> _EXERCISE GOAL_
Return only what lies between the first line of the entries and the line containing "fn buildings(&self) -> &[BuildingVolume];", both lines included.

++++

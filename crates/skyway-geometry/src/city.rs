//! The city model consumed by the navigation engine.

use serde::{Deserialize, Serialize};
use skyway_types::{BuildingVolume, MapBounds};

/// Read-only view of a city supplied by the map layer.
pub trait CityModel: Send + Sync {
    /// Every static obstacle in the city.
    fn buildings(&self) -> &[BuildingVolume];

    /// Navigable map rectangle.
    fn bounds(&self) -> MapBounds;

    /// True when `(x, y)` is over open water.  Cities without terrain data
    /// report dry land everywhere.
    fn is_water(&self, _x: f64, _y: f64) -> bool {
        false
    }
}

/// In-memory city, typically loaded from a TOML city file:
///
/// ```toml
/// [bounds]
/// min_x = 0.0
/// min_y = 0.0
/// max_x = 2000.0
/// max_y = 2000.0
///
/// [[buildings]]
/// x = 150.0
/// y = -100.0
/// width = 100.0
/// length = 200.0
/// height = 500.0
/// ```
#[derive(Debug, Clone, PartialEq, Serialize, Deserialize)]
pub struct StaticCity {
    pub bounds: MapBounds,
    #[serde(default)]
    pub buildings: Vec<BuildingVolume>,
}

impl StaticCity {
    pub fn new(bounds: MapBounds, buildings: Vec<BuildingVolume>) -> Self {
        Self { bounds, buildings }
    }
}

impl CityModel for StaticCity {
    fn buildings(&self) -> &[BuildingVolume] {
        &self.buildings
    }

    fn bounds(&self) -> MapBounds {
        self.bounds
    }
}

#[cfg(test)]
mod tests {
    use super::*;

    #[test]
    fn city_file_parses() {
        let raw = r#"
            [bounds]
            min_x = 0.0
            min_y = 0.0
            max_x = 2000.0
            max_y = 1000.0

            [[buildings]]
            x = 150.0
            y = -100.0
            width = 100.0
            length = 200.0
            height = 500.0
        "#;
        let city: StaticCity = toml::from_str(raw).expect("parse city");
        assert_eq!(city.buildings().len(), 1);
        assert_eq!(city.bounds().max_y, 1000.0);
        assert!(!city.is_water(10.0, 10.0));
    }

    #[test]
    fn buildings_section_is_optional() {
        let raw = r#"
            [bounds]
            min_x = 0.0
            min_y = 0.0
            max_x = 10.0
            max_y = 10.0
        "#;
        let city: StaticCity = toml::from_str(raw).expect("parse city");
        assert!(city.buildings().is_empty());
    }
}
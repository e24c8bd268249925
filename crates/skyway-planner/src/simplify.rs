//! Greedy line-of-sight ("string-pulling") path simplification.
//!
//! From each kept point the scan walks forward while the straight segment
//! from that anchor stays clear, and keeps the last clear point.  The first
//! and last points always survive.  The result is shorter in point count,
//! not guaranteed shortest in length.

use skyway_geometry::{CollisionDetector, Point3};

/// Drop intermediate points that are visible from an earlier kept point.
///
/// Consecutive points of the output are connected by clear segments as long
/// as consecutive points of the input were.
pub fn simplify_path(detector: &CollisionDetector, points: &[Point3]) -> Vec<Point3> {
    if points.len() <= 2 {
        return points.to_vec();
    }

    let last = points.len() - 1;
    let mut out = vec![points[0]];
    let mut anchor = 0;
    while anchor < last {
        let from = points[anchor];
        let mut next = anchor + 1;
        for candidate in (anchor + 2)..=last {
            let to = points[candidate];
            if detector.is_path_clear(from.x, from.y, from.z, to.x, to.y, to.z) {
                next = candidate;
            } else {
                break;
            }
        }
        out.push(points[next]);
        anchor = next;
    }
    out
}

#[cfg(test)]
mod tests {
    use super::*;
    use skyway_types::BuildingVolume;

    fn p(x: f64, y: f64) -> Point3 {
        Point3::new(x, y, 100.0)
    }

    #[test]
    fn short_paths_are_returned_unchanged() {
        let d = CollisionDetector::new(Vec::new());
        assert!(simplify_path(&d, &[]).is_empty());
        assert_eq!(simplify_path(&d, &[p(0.0, 0.0)]), vec![p(0.0, 0.0)]);
        assert_eq!(
            simplify_path(&d, &[p(0.0, 0.0), p(5.0, 5.0)]),
            vec![p(0.0, 0.0), p(5.0, 5.0)]
        );
    }

    #[test]
    fn open_sky_collapses_to_endpoints() {
        let d = CollisionDetector::new(Vec::new());
        let zigzag = [p(0.0, 0.0), p(20.0, 20.0), p(40.0, 0.0), p(60.0, 20.0), p(80.0, 0.0)];
        assert_eq!(simplify_path(&d, &zigzag), vec![p(0.0, 0.0), p(80.0, 0.0)]);
    }

    #[test]
    fn corner_around_obstacle_is_kept() {
        // Block the direct line from (0,0) to (100,0) but not the dog-leg
        // through (0,100) and (100,100).
        let d = CollisionDetector::new(vec![BuildingVolume::new(40.0, -20.0, 20.0, 60.0, 500.0)]);
        let path = [
            p(0.0, 0.0),
            p(0.0, 50.0),
            p(0.0, 100.0),
            p(50.0, 100.0),
            p(100.0, 100.0),
            p(100.0, 50.0),
            p(100.0, 0.0),
        ];
        let simplified = simplify_path(&d, &path);
        assert_eq!(simplified.first(), Some(&p(0.0, 0.0)));
        assert_eq!(simplified.last(), Some(&p(100.0, 0.0)));
        assert!(simplified.len() < path.len());
        assert!(simplified.len() >= 3, "direct line is blocked");
        for w in simplified.windows(2) {
            assert!(d.is_path_clear(w[0].x, w[0].y, w[0].z, w[1].x, w[1].y, w[1].z));
        }
    }
}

++++

> _RESPONSE TO THIS TASK_
filename crates/skyway-geometry/src/city.rs
//! The city model consumed by the navigation engine.

use serde::{Deserialize, Serialize};
use skyway_types::{BuildingVolume, MapBounds};

/// Read-only view of a city supplied by the map layer.
pub trait CityModel: Send + Sync {
    /// Every static obstacle in the city.
    fn buildings(&self) -> &[BuildingVolume];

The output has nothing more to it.